If you’re a parent seeking easy camping meals, you’re likely reading this with equal parts suspicion and hope because, as we all know, kids are weird animals. There are few, if any universal paths to feeding kids reliably on the road, in the backcountry or even at home.
Of course, finding foods your kids like is only half the battle when you’re away from home. There are some other key criteria to be considered on an adventure, like how much water the meal takes, how much fuel it consumes, how big of a hassle dishes are afterward and how well the ingredients keep and carry in your cooler or backpack.
With all of that in mind, here are a few meal ideas that my family has actually enjoyed, along with a couple from other parents for some valuable perspective. These all get high marks with the kids and hit most of the other criteria above. I’ve listed them from easiest and most backpack-friendly to camp meals suited to full-on road trip decadence.
The “Ramen Bomb”
I realize this is not exactly a revelation, but most of us have done some hard mental work to forget about these little bags of calories and sodium since we consumed them like oxygen in our early 20s. In fact, on a recent backpack to the Wind River Range, we were racking our brains for one more meal and only remembered ramen after hours of thinking.

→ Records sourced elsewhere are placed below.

// Module-specific lints configuration
#![allow(clippy::uninlined_format_args)]

use anyhow::{Context, Result};
use clap::{CommandFactory, Parser, Subcommand, ValueEnum};
use clap_complete::{Shell, generate};
use log::{Level, LevelFilter, Log, Metadata, Record, SetLoggerError, error, info};
use std::io::Write;
use std::path::PathBuf;

use subvocab::Controller;
use subvocab::app_config::{self, Config, EnhancementProvider};

/// CLI Wrapper for EnhancementProvider to implement ValueEnum
#[derive(Debug, Clone, ValueEnum)]
enum CliProvider {
    Ollama,
    #[value(name = "openai")]
    OpenAI,
    Anthropic,
}

impl From<CliProvider> for EnhancementProvider {
    fn from(cli_provider: CliProvider) -> Self {
        match cli_provider {
            CliProvider::Ollama => EnhancementProvider::Ollama,
            CliProvider::OpenAI => EnhancementProvider::OpenAI,
            CliProvider::Anthropic => EnhancementProvider::Anthropic,
        }
    }
}

/// CLI Wrapper for LogLevel to implement ValueEnum
#[derive(Debug, Clone, ValueEnum)]
enum CliLogLevel {
    Error,
    Warn,
    Info,
    Debug,
    Trace,
}

impl From<CliLogLevel> for app_config::LogLevel {
    fn from(cli_level: CliLogLevel) -> Self {
        match cli_level {
            CliLogLevel::Error => app_config::LogLevel::Error,
            CliLogLevel::Warn => app_config::LogLevel::Warn,
            CliLogLevel::Info => app_config::LogLevel::Info,
            CliLogLevel::Debug => app_config::LogLevel::Debug,
            CliLogLevel::Trace => app_config::LogLevel::Trace,
        }
    }
}

#[derive(Subcommand, Debug)]
enum Commands {
    /// Import a tokenized subtitle document (JSON) into the database
    Import {
        /// Path to the tokenized subtitle JSON
        #[arg(value_name = "FILE")]
        file: PathBuf,
    },

    /// Enhance the pending words of an imported subtitle
    Enhance {
        /// Subtitle id printed by `import`
        #[arg(value_name = "SUBTITLE_ID")]
        subtitle_id: i64,

        /// Sentences per batch (overrides the config)
        #[arg(short, long)]
        batch_size: Option<usize>,
    },

    /// Generate vocabulary cards for raw subtitle text
    Agent {
        /// Subtitle text to study
        #[arg(value_name = "TEXT")]
        text: String,
    },

    /// Check that the configured provider answers
    Check,

    /// Show database statistics
    Stats,

    /// Generate shell completions for subvocab
    Completions {
        /// Shell to generate completions for
        #[arg(value_enum)]
        shell: Shell,
    },
}

impl Commands {
    fn needs_provider(&self) -> bool {
        matches!(self, Commands::Enhance { .. } | Commands::Agent { .. } | Commands::Check)
    }
}

/// subvocab - Subtitle vocabulary enhancement with AI
///
/// Imports tokenized Japanese subtitles and fills in translations, meanings,
/// readings, JLPT levels and example sentences using AI providers.
#[derive(Parser, Debug)]
#[command(name = "subvocab")]
#[command(version = "0.1.0")]
#[command(about = "AI-powered subtitle vocabulary enhancement")]
#[command(long_about = "subvocab turns tokenized subtitles into vocabulary study material using AI providers.

EXAMPLES:
    subvocab import episode01.json             # Import a tokenized subtitle
    subvocab enhance 1                         # Enhance pending words of subtitle 1
    subvocab -p ollama -m llama3.1 enhance 1   # Use specific provider and model
    subvocab enhance 1 --batch-size 5          # Five sentences per request
    subvocab agent \"猫が好きです\"              # One-off vocabulary cards
    subvocab completions bash > subvocab.bash  # Generate bash completions

CONFIGURATION:
    Configuration is stored in conf.json by default. You can specify a different
    config file with --config. If the config file doesn't exist, a default one
    will be created automatically.

SUPPORTED PROVIDERS:
    openai    - OpenAI API (requires API key)
    anthropic - Anthropic Claude API (requires API key)
    ollama    - Local Ollama server")]
struct CommandLineOptions {
    #[command(subcommand)]
    command: Commands,

    /// Configuration file path
    #[arg(short, long = "config", default_value = "conf.json", global = true)]
    config_path: String,

    /// Set logging level
    #[arg(short, long, value_enum, global = true)]
    log_level: Option<CliLogLevel>,

    /// Generation provider to use
    #[arg(short, long, value_enum, global = true)]
    provider: Option<CliProvider>,

    /// Model name to use for generation
    #[arg(short, long, global = true)]
    model: Option<String>,

    /// Target language code for translations and meanings (e.g., 'ko', 'en')
    #[arg(short, long, global = true)]
    target_language: Option<String>,

    /// SQLite database file
    #[arg(short, long, global = true)]
    database: Option<PathBuf>,
}

// @struct: Custom logger implementation
struct CustomLogger {
    level: LevelFilter,
}

impl CustomLogger {
    // @creates: New logger with specified level
    fn new(level: LevelFilter) -> Self {
        CustomLogger { level }
    }

    // @initializes: Global logger
    fn init(level: LevelFilter) -> Result<(), SetLoggerError> {
        let logger = Box::new(CustomLogger::new(level));
        log::set_boxed_logger(logger)?;
        log::set_max_level(level);
        Ok(())
    }

    // @returns: Emoji and ANSI colour for log level
    fn decoration(level: Level) -> (&'static str, &'static str) {
        match level {
            Level::Error => ("❌", "1;31"),
            Level::Warn => ("🚧", "1;33"),
            Level::Info => ("📘", "1;32"),
            Level::Debug => ("🔍", "1;36"),
            Level::Trace => ("📋", "1;35"),
        }
    }
}

impl Log for CustomLogger {
    fn enabled(&self, metadata: &Metadata) -> bool {
        metadata.level() <= self.level
    }

    fn log(&self, record: &Record) {
        if self.enabled(record.metadata()) {
            let now = chrono::Local::now().format("%H:%M:%S.%3f");
            let (emoji, colour) = Self::decoration(record.level());
            let mut stderr = std::io::stderr();
            let _ = writeln!(stderr, "\x1B[{}m{} {} {}\x1B[0m", colour, now, emoji, record.args());
        }
    }

    fn flush(&self) {
        let _ = std::io::stderr().flush();
    }
}

#[tokio::main]
async fn main() -> Result<()> {
    // Initialize with trace so the max level alone decides what is shown
    CustomLogger::init(LevelFilter::Trace)?;
    log::set_max_level(LevelFilter::Info);

    let cli = CommandLineOptions::parse();

    if let Commands::Completions { shell } = cli.command {
        let mut cmd = CommandLineOptions::command();
        generate(shell, &mut cmd, "subvocab", &mut std::io::stdout());
        return Ok(());
    }

    if let Some(level) = &cli.log_level {
        log::set_max_level(app_config::LogLevel::from(level.clone()).to_level_filter());
    }

    let config = load_config(&cli)?;
    if cli.log_level.is_none() {
        log::set_max_level(config.log_level.to_level_filter());
    }

    if let Err(e) = run(cli.command, config).await {
        error!("{:#}", e);
        std::process::exit(1);
    }
    Ok(())
}

/// Load the config file and apply command line overrides
fn load_config(cli: &CommandLineOptions) -> Result<Config> {
    let mut config = Config::load_or_create(&cli.config_path)?;

    if let Some(provider) = &cli.provider {
        config.enhancement.provider = provider.clone().into();
    }
    if let Some(model) = &cli.model {
        config.enhancement.active_provider_config_mut().model = model.clone();
    }
    if let Some(target_language) = &cli.target_language {
        config.target_language = target_language.clone();
    }
    if let Some(database) = &cli.database {
        config.database_path = Some(database.clone());
    }
    if let Some(log_level) = &cli.log_level {
        config.log_level = log_level.clone().into();
    }

    if cli.command.needs_provider() {
        config.validate().context("Configuration validation failed")?;
    }
    Ok(config)
}

async fn run(command: Commands, config: Config) -> Result<()> {
    let controller = Controller::with_config(config)?;

    match command {
        Commands::Import { file } => {
            let summary = controller.import_file(&file).await?;
            println!("{}", summary.subtitle_id);
        }
        Commands::Enhance { subtitle_id, batch_size } => {
            let report = controller.enhance(subtitle_id, batch_size).await?;
            info!(
                "Enhanced {} of {} pending words in {} batches ({:.1}s)",
                report.success_count,
                report.candidate_count,
                report.total_batches,
                report.elapsed.as_secs_f64()
            );
            for failure in &report.failures {
                error!(
                    "Batch {} (sentences {:?}) failed: {}",
                    failure.batch_number, failure.sentence_ids, failure.error
                );
            }
            println!("{}", report.success_count);
        }
        Commands::Agent { text } => {
            let state = controller.run_agent(&text).await?;
            let json = serde_json::to_string_pretty(&state.word_entries)
                .context("Failed to serialize word entries")?;
            println!("{}", json);
        }
        Commands::Check => {
            controller.check_provider().await?;
            info!("Provider is reachable");
        }
        Commands::Stats => {
            println!("{}", controller.stats()?);
        }
        Commands::Completions { .. } => {}
    }

    Ok(())
}
/*!
 * Tests for concurrent batch enhancement
 */

use std::collections::HashSet;
use std::sync::Arc;

use subvocab::enhancement::{BatchOrchestrator, ResultReconciler, UnitOfWork};
use subvocab::errors::EnhanceError;
use subvocab::providers::mock::MockProvider;

use crate::common::{self, RecordingStore};

fn orchestrator(store: Arc<RecordingStore>, provider: Arc<MockProvider>) -> BatchOrchestrator {
    BatchOrchestrator::new(
        store,
        common::client(provider),
        ResultReconciler::new("ko", "mock"),
    )
}

/// No pending words means no provider calls and no commit
#[tokio::test]
async fn test_enhance_withNoCandidates_shouldReturnZeroWithoutCalls() {
    common::init_logging();
    let store = Arc::new(RecordingStore::with_rows(Vec::new()));
    let provider = Arc::new(MockProvider::echo());

    let enhanced = orchestrator(store.clone(), provider.clone()).enhance(1, 3).await.unwrap();

    assert_eq!(enhanced, 0);
    assert_eq!(provider.request_count(), 0);
    assert!(store.commits().is_empty());
}

#[tokio::test]
async fn test_enhance_withEchoProvider_shouldEnhanceEveryWordInOneCommit() {
    let store = Arc::new(RecordingStore::with_rows(common::generated_rows(10, 2)));
    let provider = Arc::new(MockProvider::echo());

    let report = orchestrator(store.clone(), provider.clone())
        .enhance_with_report(1, 3)
        .await
        .unwrap();

    assert_eq!(report.success_count, 20);
    assert_eq!(report.total_batches, 4);
    assert!(report.failures.is_empty());
    assert_eq!(provider.request_count(), 4);

    let commits = store.commits();
    assert_eq!(commits.len(), 1);
    let committed = report.committed.unwrap();
    assert_eq!(committed.translations_upserted, 10);
    assert_eq!(committed.learning_contents_written, 20);
}

/// Every committed id comes from the fetched candidates
#[tokio::test]
async fn test_enhance_shouldOnlyWriteFetchedIds() {
    let rows = common::generated_rows(6, 3);
    let word_ids: HashSet<i64> = rows.iter().map(|r| r.word.id).collect();
    let sentence_ids: HashSet<i64> = rows.iter().map(|r| r.word.sentence_id).collect();
    let store = Arc::new(RecordingStore::with_rows(rows));

    orchestrator(store.clone(), Arc::new(MockProvider::echo()))
        .enhance(1, 2)
        .await
        .unwrap();

    let work = &store.commits()[0];
    assert!(work.translations().iter().all(|t| sentence_ids.contains(&t.sentence_id)));
    assert!(work.metadata().iter().all(|m| word_ids.contains(&m.word_id)));
    assert!(work
        .learning_contents()
        .iter()
        .all(|c| c.example.0 < work.examples().len()));
}

/// At most the configured number of generation calls run at once
#[tokio::test]
async fn test_enhance_withManyBatches_shouldBoundConcurrency() {
    let store = Arc::new(RecordingStore::with_rows(common::generated_rows(24, 1)));
    let provider = Arc::new(MockProvider::slow(50));

    let report = orchestrator(store, provider.clone())
        .with_max_concurrent_requests(3)
        .enhance_with_report(1, 1)
        .await
        .unwrap();

    assert_eq!(report.total_batches, 24);
    assert_eq!(report.success_count, 24);
    assert!(provider.peak_in_flight() <= 3);
    assert!(provider.peak_in_flight() >= 2);
}

/// Failed batches are reported; the rest still commit
#[tokio::test]
async fn test_enhance_withIntermittentFailures_shouldKeepGoodBatches() {
    let store = Arc::new(RecordingStore::with_rows(common::generated_rows(6, 1)));
    let provider = Arc::new(MockProvider::intermittent(3));

    let report = orchestrator(store.clone(), provider)
        .with_max_concurrent_requests(1)
        .enhance_with_report(1, 1)
        .await
        .unwrap();

    assert_eq!(report.total_batches, 6);
    assert_eq!(report.failures.len(), 2);
    assert_eq!(report.success_count, 4);
    assert!(report.failures.windows(2).all(|w| w[0].batch_number < w[1].batch_number));
    assert_eq!(store.commits().len(), 1);
}

#[tokio::test]
async fn test_enhance_withFailingProvider_shouldReturnZeroAndCommitNothing() {
    let store = Arc::new(RecordingStore::with_rows(common::abcde_rows()));

    let report = orchestrator(store.clone(), Arc::new(MockProvider::failing()))
        .enhance_with_report(1, 1)
        .await
        .unwrap();

    assert_eq!(report.success_count, 0);
    assert!(report.all_failed());
    assert_eq!(report.failures[0].sentence_ids, vec![10]);
    assert!(report.committed.is_none());
    assert!(store.commits().is_empty());
}

#[tokio::test]
async fn test_enhance_withMalformedReplies_shouldTreatBatchAsFailed() {
    let store = Arc::new(RecordingStore::with_rows(common::abcde_rows()));
    let provider = Arc::new(MockProvider::scripted(vec!["```json\n{\"trans\": []}\n```".to_string()]));

    let report = orchestrator(store.clone(), provider)
        .enhance_with_report(1, 3)
        .await
        .unwrap();

    assert_eq!(report.success_count, 0);
    assert_eq!(report.failures.len(), 1);
    assert!(report.failures[0].error.starts_with("Malformed response"));
}

#[tokio::test]
async fn test_enhance_withFetchFailure_shouldReturnFetchError() {
    let store = Arc::new(RecordingStore::failing_fetch());
    let provider = Arc::new(MockProvider::echo());

    let result = orchestrator(store, provider.clone()).enhance(3, 3).await;

    assert!(matches!(result, Err(EnhanceError::Fetch(_))));
    assert_eq!(provider.request_count(), 0);
}

#[tokio::test]
async fn test_enhance_withCommitFailure_shouldReturnCommitError() {
    let store = Arc::new(RecordingStore::failing_commit(common::abcde_rows()));

    let result = orchestrator(store, Arc::new(MockProvider::echo())).enhance(1, 3).await;

    assert!(matches!(result, Err(EnhanceError::Commit(_))));
}

#[tokio::test]
async fn test_enhance_withZeroBatchSize_shouldBeRejected() {
    let store = Arc::new(RecordingStore::with_rows(common::abcde_rows()));

    let result = orchestrator(store, Arc::new(MockProvider::echo())).enhance(1, 0).await;

    assert!(matches!(result, Err(EnhanceError::InvalidBatchSize(0))));
}

/// The caller owns the unit of work and decides when to commit
#[tokio::test]
async fn test_enhanceInto_shouldFillWorkWithoutCommitting() {
    let store = Arc::new(RecordingStore::with_rows(common::abcde_rows()));
    let mut work = UnitOfWork::new();

    let report = orchestrator(store.clone(), Arc::new(MockProvider::echo()))
        .enhance_into(1, 3, &mut work)
        .await
        .unwrap();

    assert_eq!(report.success_count, 5);
    assert_eq!(work.examples().len(), 2);
    assert!(store.commits().is_empty());
}
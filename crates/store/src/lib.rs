//! Filesystem storage: source blobs (intake and processed areas) and
//! explanation artifacts (one JSON document per job).

pub mod artifacts;
pub mod blobs;

pub use artifacts::ArtifactStore;
pub use blobs::BlobStore;

/// Errors from blob and artifact storage.
#[derive(Debug, thiserror::Error)]
pub enum StoreError {
    /// The requested blob or artifact does not exist.
    #[error("Not found: {0}")]
    NotFound(String),

    #[error("I/O error: {0}")]
    Io(#[from] std::io::Error),

    #[error("Artifact encoding error: {0}")]
    Encoding(#[from] serde_json::Error),
}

Fortunately, there have been some real upgrades in quality and variety for this old backpacking standard. My personal favorite is the Thai Kitchen Rice Noodles, which get high marks in all of the above criteria and are a huge hit with our kids. They’re also gluten-free and many are vegan. Adults will want 2-3 packs to make a meal, while kids can get away with one or two. Carnivores can add a little jerky or tuna/chicken packets toward the end of the boil for some added heft, and they can be used as a base for other meals too.
Wild Mushroom and Herb Couscous with Chicken
Couscous is another long-standing favorite of backpackers that also happens to be a hit with our kids. Near East does the vast majority of the work for you by offering a number of flavored varieties right off the shelf, available at most major grocery chains in the U.S. You’ll need to have a bit of olive oil or butter on hand for the best results, but they are otherwise a dream on water and fuel consumption for backcountry trips.
Simply boil water, toss in the couscous and seasoning and let it sit, off the stove, for about five minutes. Our favorite is the Wild Mushroom and Herb flavor. On a backpack, we’ll typically add some foil-packed chicken or, for the frontcountry, some pre-cooked chicken from home. Either way, the added protein bumps it to a real-meal status.
I also like adding the sweetness of dried currants to bring the saltiness down a notch.
Gnocchi with Indian Pouch Meals
I reached out to another friend Ty (@tybrookhart) who is not only dad to Wilder, one of the cutest little backpackers around, but also an amazing potter (@dividestudio). Wilder is obviously a big fan of the Ramen Bomb (see above image) but using gnocchi as a base for any number of pouch meals is a close second. “I love this one because it’s really tasty, backpack-friendly, and clean-up is almost non-existent,” says Ty.
I love the idea of gnocchi instead of the typical rice. It cooks far faster, adds more bulk and flavor and, on a road trip, can be used with just about any sauce to make a quick, easy meal. This one can also be done on a single burner powerhouse like the Reactor stove.
- 1 bag quick-boil gnocchi
- 1 Tasty Bite© of your choice
Simply boil the gnocchi in the pot. To warm the Tasty Bite pouch, drain some water into a bowl with your pouch for about five minutes, or put the pouch directly into the gnocchi pot. Add gnocchi to the pouch and save a dish.
Spanish Rice and Beans
I really like this versatile one from a friend of mine who’s traveled the world with her family (and has a great blog about it). It can be eaten right away, stored in the cooler for a quick meal or dehydrated for a backpack. It’s a little fuel-intensive, so best prepped in advance, but I love how it works for anything you might have planned. Be cooler-savvy and freeze it before you leave to help keep your cooler cold.
- 2 Tbsp. olive oil
- 1 cup red bell pepper, diced
- 1 cup green bell pepper, diced
- 1 onion, diced
- 1.5 cups uncooked white rice
- 1 tsp. chili powder
- 1 tsp. cumin
- 1/2 tsp. onion powder
- 1/2 tsp. garlic powder
- 1/2 tsp. oregano
- 3 cups water
- ½ cup crushed tomatoes
- 1 12-oz. can black beans (drained)
- Salt and pepper to taste
Heat olive oil over medium-low and sauté peppers and onion. Add white rice and sauté for 2 min. Add all remaining seasonings and mix well. Then add water, crushed tomatoes, black beans and bring to a boil. Cover and reduce heat to a low simmer until rice is tender and excess liquid is absorbed. Season with salt and pepper to taste.
For backcountry travel:
Dehydrate cooked meal in a dehydrator or on a cookie sheet in the oven on a low temp (200 or less). Make sure to spread in a thin, even layer. Takes about 8 hours.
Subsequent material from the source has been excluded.